Fin de mi turno. El reloj marca las 20:13 Recojo los guantes de látex y dejó las vendas en su lugar. El olor a desinfectante todavía flota en el aire, mezclado con un poco de pelo de perro y olor a café que Anne siempre toma aunque diga que lo odia.

—Podés irte, Anne. Yo cierro —le digo mientras reviso el horario de los turnos para el lunes.

—¿Segura? Todavía falta acomodar la zona de curaciones.

—Vete. Ya es tarde, y tenés familia que te espera.

Me sonríe, con ese gesto amable que tiene desde el primer día que la conocí. Desata su cabello rubio y se acomodo la ropa que lleva puesta.

—Gracias, doctora. Que tenga buena noche. Y… feliz Navidad.

—Igualmente, Anne.

La puerta se cierra detrás de ella y la clínica queda en silencio. A veces miro alrededor y todavía me cuesta creer que esta veterinaria sea mía. Pequeña, sí, pero llena de vida. Cada foto en la pared, cada caja de galletas para los animales, cada detalle lo elegí yo. Es mi refugio. El único lugar donde el silencio no me pesa, porque sé que en cualquier momento puede llenarse de ladridos, ronroneos… o de alguna historia nueva que salvar.

Ese silencio particular que solo existe en invierno, donde todo parece pausado, como si hasta el tiempo se acurrucara para no tener frío.

Camino entre las camillas, apagando las luces una por una. Las sombras se alargan sobre el piso blanco y por un momento me quedo quieta, escuchando.

El tic tac del reloj, el sonido del viento contra el vidrio, y el murmullo lejano del tráfico que ya empieza a apagarse.

Nada fuera de lo normal.

Hasta que lo escucho; Un golpe seco, proveniente del callejón lateral.

No demasiado fuerte, pero lo suficiente para que el corazón me dé un salto.

Me asomo por la ventana, sin ver mucho: solo la nevada espesa cayendo, y el resplandor anaranjado de un farol parpadeante.

Podría ser cualquier cosa… una tapa de basura, un gato, incluso el viento.

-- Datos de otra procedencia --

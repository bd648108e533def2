#![no_main]

use libfuzzer_sys::fuzz_target;
use zenwebp_lite::{CropRect, DecodeOptions, DecodeRequest, Limits, PixelLayout};

fuzz_target!(|data: &[u8]| {
    let limits = Limits::none()
        .with_max_pixels(1 << 22)
        .with_max_memory(64 << 20);
    if let Ok(out) = DecodeRequest::new(data).with_limits(&limits).decode() {
        let info = zenwebp_lite::get_info(data).expect("decodable input must probe");
        assert_eq!((out.width(), out.height()), (info.width, info.height));
    }

    let options = DecodeOptions::new()
        .crop(CropRect::new(1, 1, 7, 5))
        .scale(3, 9)
        .flip(true)
        .dithering_strength(50);
    let _ = DecodeRequest::new(data)
        .with_options(options)
        .with_output_layout(PixelLayout::Rgb8)
        .with_limits(&limits)
        .decode();
});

Pero algo en mi pecho se tensa.

Y esa parte de mí —la que nunca deja de querer ayudar, aunque sea imprudente— me obliga a agarrar la linterna que está en el cajón y acercarme a la puerta trasera.

—Solo voy a echar un vistazo—murmuró en voz baja, ajustándome la bufanda antes de salir.

El aire helado me golpea en la cara, cortante, con ese aroma a nieve y a algo que no logro identificar. Comida, tal vez. Mi estómago gruñe.

No hay nada me parece. Estoy por volver a entrar cuando lo escuchó otra vez.

Un sonido bajo, como un gemido.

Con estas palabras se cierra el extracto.